Calvin Coolidge hated the national debt he inherited from his pre-predecessor Woodrow Wilson, it is safe to say. Like Warren Harding before him, he made it the top priority of his administration to sharply reduce the debt, scrimping and saving a couple of million here and there to produce budget surpluses year after year in the process. It also is safe to say that he would be aghast at the fiscal mess the country is in today, a mess caused by Democratic and Republican administrations and Congressional majorities.
While reporting on the Fiscal Cliff negotiations, commentators have chosen to focus on the supposedly catastrophic mix of tax increases and “draconian” spending cuts going over the cliff will entail. Well, I hope I’m not taking too great liberties with his legacy when I say I firmly believe that Calvin Coolidge would be the first to go over the cliff with flags flying, because it is precisely the dose of bitter medicine the U.S. needs to wean itself off profligate spending. Coolidge was no fundamentalist when it came to taxes, and I think he would also be the first to agree that in the present situation selective tax increases will need to be part of the package to reduce the staggering deficit.

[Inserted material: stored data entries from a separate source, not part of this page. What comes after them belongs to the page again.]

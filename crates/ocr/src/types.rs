use chrono::NaiveDate;
use gagyebu_core::Won;
use serde::{Deserialize, Serialize};

/// Tesseract language hint for mixed Korean/English receipts.
pub const KOREAN_ENGLISH: &str = "kor+eng";

/// What an OCR backend hands back for one image.
#[derive(Debug, Clone, PartialEq, Serialize, Deserialize)]
pub struct RawOcrResult {
    pub text: String,
    /// Engine confidence on its native 0–100 scale.
    pub confidence: f32,
}

impl RawOcrResult {
    pub fn new(text: impl Into<String>, confidence: f32) -> Self {
        Self { text: text.into(), confidence }
    }

    /// Confidence as a 0.0–1.0 fraction.
    pub fn confidence_fraction(&self) -> f64 {
        if self.confidence.is_nan() {
            return 0.0;
        }
        (f64::from(self.confidence) / 100.0).clamp(0.0, 1.0)
    }
}

/// Structured fields pulled out of OCR text. Either may be absent; absence is
/// a valid outcome, not an error.
#[derive(Debug, Clone, Default, PartialEq, Eq, Serialize, Deserialize)]
pub struct ExtractedReceipt {
    pub amount: Option<Won>,
    pub date: Option<NaiveDate>,
}

#[cfg(test)]
mod tests {
    use super::*;

    #[test]
    fn confidence_fraction_scales_and_clamps() {
        assert_eq!(RawOcrResult::new("", 87.0).confidence_fraction(), 0.87);
        assert_eq!(RawOcrResult::new("", 0.0).confidence_fraction(), 0.0);
        assert_eq!(RawOcrResult::new("", 130.0).confidence_fraction(), 1.0);
        assert_eq!(RawOcrResult::new("", -4.0).confidence_fraction(), 0.0);
        assert_eq!(RawOcrResult::new("", f32::NAN).confidence_fraction(), 0.0);
    }
}
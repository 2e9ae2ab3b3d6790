//! HTTP error mapping.

use axum::{
    http::StatusCode,
    response::{IntoResponse, Response},
    Json,
};
use gagyebu_ocr::{ErrorKind, ProcessError};
use serde::Serialize;
use thiserror::Error;

pub type Result<T> = std::result::Result<T, ApiError>;

#[derive(Debug, Error)]
pub enum ApiError {
    #[error(transparent)]
    Process(#[from] ProcessError),

    #[error("Authentication required")]
    Unauthorized,

    #[error("Receipt not found: {0}")]
    NotFound(String),

    #[error("Bad request: {0}")]
    BadRequest(String),

    #[error("Upload exceeds the {0}-byte limit")]
    PayloadTooLarge(usize),

    #[error("Database error: {0}")]
    Database(#[from] sqlx::Error),

    #[error("IO error: {0}")]
    Io(#[from] std::io::Error),
}

#[derive(Serialize)]
struct ErrorResponse {
    error: &'static str,
    message: String,
}

fn process_status(kind: ErrorKind) -> StatusCode {
    match kind {
        ErrorKind::Unauthorized => StatusCode::UNAUTHORIZED,
        ErrorKind::NotFound | ErrorKind::FileNotFound => StatusCode::NOT_FOUND,
        ErrorKind::AlreadyProcessed | ErrorKind::UnsupportedFormat | ErrorKind::InvalidPath => {
            StatusCode::BAD_REQUEST
        }
        ErrorKind::OcrEngineFailure | ErrorKind::Storage => StatusCode::INTERNAL_SERVER_ERROR,
    }
}

impl ApiError {
    pub fn status(&self) -> StatusCode {
        match self {
            ApiError::Process(e) => process_status(e.kind()),
            ApiError::Unauthorized => StatusCode::UNAUTHORIZED,
            ApiError::NotFound(_) => StatusCode::NOT_FOUND,
            ApiError::BadRequest(_) => StatusCode::BAD_REQUEST,
            ApiError::PayloadTooLarge(_) => StatusCode::PAYLOAD_TOO_LARGE,
            ApiError::Database(_) | ApiError::Io(_) => StatusCode::INTERNAL_SERVER_ERROR,
        }
    }

    pub fn code(&self) -> &'static str {
        match self {
            ApiError::Process(e) => e.kind().as_str(),
            ApiError::Unauthorized => "unauthorized",
            ApiError::NotFound(_) => "not_found",
            ApiError::BadRequest(_) => "bad_request",
            ApiError::PayloadTooLarge(_) => "payload_too_large",
            ApiError::Database(_) => "database_error",
            ApiError::Io(_) => "io_error",
        }
    }
}

impl IntoResponse for ApiError {
    fn into_response(self) -> Response {
        let status = self.status();
        let message = match &self {
            ApiError::Database(e) => {
                tracing::error!("Database error: {e}");
                "Database error".to_string()
            }
            ApiError::Io(e) => {
                tracing::error!("IO error: {e}");
                "IO error".to_string()
            }
            ApiError::Process(e @ ProcessError::Store(_)) => {
                tracing::error!("{e}");
                "Storage error".to_string()
            }
            other => other.to_string(),
        };

        let body = Json(ErrorResponse { error: self.code(), message });
        (status, body).into_response()
    }
}
pub mod health;
pub mod receipts;
use serde::{Deserialize, Serialize};
use std::fmt;

/// An amount in Korean won. The won has no minor unit in circulation, so the
/// inner value is already the smallest unit.
#[derive(Debug, Clone, Copy, PartialEq, Eq, PartialOrd, Ord, Hash, Serialize, Deserialize)]
#[serde(transparent)]
pub struct Won(i64);

impl Won {
    pub fn new(amount: i64) -> Self {
        Won(amount)
    }

    pub fn amount(self) -> i64 {
        self.0
    }

    /// Parse a figure such as `12,300` or `12300`. Thousands separators are
    /// stripped; anything else that is not a digit makes the parse fail.
    /// Zero is rejected: a receipt never prints a zero total on purpose, and an
    /// absent amount must not be confused with `0원`.
    pub fn parse_grouped(s: &str) -> Option<Won> {
        let digits: String = s.chars().filter(|c| *c != ',').collect();
        if digits.is_empty() || !digits.bytes().all(|b| b.is_ascii_digit()) {
            return None;
        }
        let value: i64 = digits.parse().ok()?;
        (value > 0).then_some(Won(value))
    }
}

impl fmt::Display for Won {
    fn fmt(&self, f: &mut fmt::Formatter<'_>) -> fmt::Result {
        let digits = self.0.unsigned_abs().to_string();
        let mut grouped = String::with_capacity(digits.len() + digits.len() / 3);
        for (i, c) in digits.chars().enumerate() {
            if i > 0 && (digits.len() - i) % 3 == 0 {
                grouped.push(',');
            }
            grouped.push(c);
        }
        if self.0 < 0 {
            write!(f, "-{grouped}원")
        } else {
            write!(f, "{grouped}원")
        }
    }
}
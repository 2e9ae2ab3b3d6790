pub mod extract;
pub mod format;
pub mod locks;
pub mod pipeline;
pub mod recognizer;
pub mod types;

pub use extract::{expand_two_digit_year, extract_amount, extract_date, normalize_text, Extractor};
pub use format::is_rasterizable;
pub use locks::ReceiptLocks;
pub use pipeline::{
    resolve_under, ErrorKind, ProcessError, ProcessorConfig, ReceiptProcessor,
    DEFAULT_OCR_TIMEOUT, DEFAULT_URL_PREFIX,
};
pub use recognizer::{MockRecognizer, OcrBackend, OcrError, UnavailableRecognizer};
pub use types::{ExtractedReceipt, RawOcrResult, KOREAN_ENGLISH};
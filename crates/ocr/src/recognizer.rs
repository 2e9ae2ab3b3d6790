use thiserror::Error;

use crate::types::RawOcrResult;

#[derive(Debug, Error)]
pub enum OcrError {
    #[error("Image decode error: {0}")]
    ImageDecode(String),
    #[error("OCR engine error: {0}")]
    Engine(String),
    #[error("OCR engine not available; build with the `tesseract` feature")]
    NotAvailable,
}

/// Abstraction over an OCR backend.
/// Implementations accept raw PNG/JPEG image bytes plus a language hint
/// (`kor+eng`) and return the recognized text with a 0–100 confidence.
/// Calls may block; callers run them on a blocking thread.
pub trait OcrBackend: Send + Sync {
    fn recognize(&self, image_bytes: &[u8], language: &str) -> Result<RawOcrResult, OcrError>;
}

// ── Mock backend (always available, used for tests) ───────────────────────────

/// Returns a pre-set result. Used to test the extraction pipeline
/// without requiring Tesseract to be installed.
pub struct MockRecognizer {
    pub text: String,
    pub confidence: f32,
}

impl MockRecognizer {
    pub fn new(text: impl Into<String>) -> Self {
        Self { text: text.into(), confidence: 90.0 }
    }

    pub fn with_confidence(mut self, confidence: f32) -> Self {
        self.confidence = confidence;
        self
    }
}

impl OcrBackend for MockRecognizer {
    fn recognize(&self, _image_bytes: &[u8], _language: &str) -> Result<RawOcrResult, OcrError> {
        Ok(RawOcrResult::new(self.text.clone(), self.confidence))
    }
}

// ── Placeholder backend ───────────────────────────────────────────────────────

/// Used when the binary is built without an OCR engine. Every call fails, so
/// receipts stay unprocessed and the caller sees an engine failure.
pub struct UnavailableRecognizer;

impl OcrBackend for UnavailableRecognizer {
    fn recognize(&self, _image_bytes: &[u8], _language: &str) -> Result<RawOcrResult, OcrError> {
        Err(OcrError::NotAvailable)
    }
}

// ── Tesseract backend (optional, gated behind `tesseract` feature) ─────────────

#[cfg(feature = "tesseract")]
pub mod tesseract_backend {
    use super::{OcrBackend, OcrError};
    use crate::types::RawOcrResult;
    use leptess::LepTess;

    pub struct TesseractRecognizer {
        data_path: Option<String>,
    }

    impl TesseractRecognizer {
        pub fn new(data_path: Option<String>) -> Self {
            Self { data_path }
        }
    }

    impl OcrBackend for TesseractRecognizer {
        fn recognize(&self, image_bytes: &[u8], language: &str) -> Result<RawOcrResult, OcrError> {
            let mut lt = LepTess::new(self.data_path.as_deref(), language)
                .map_err(|e| OcrError::Engine(e.to_string()))?;
            lt.set_image_from_mem(image_bytes)
                .map_err(|e| OcrError::ImageDecode(e.to_string()))?;
            let text = lt.get_utf8_text().map_err(|e| OcrError::Engine(e.to_string()))?;
            let confidence = lt.mean_text_conf() as f32;
            Ok(RawOcrResult { text, confidence })
        }
    }
}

So, in closing this blog post and this year, and while we still don’t know if the wheelers and dealers in Washington D.C. will wheel and deal themselves out of going over the cliff (still the likeliest outcome, I’m afraid), I would like to call out to them what I think would be Calvin Coolidge’s and Andrew Mellon’s view – do your job, swallow the pill, go over the cliff, get your fiscal house in order. It may be the best thing to happen to the country in a long time.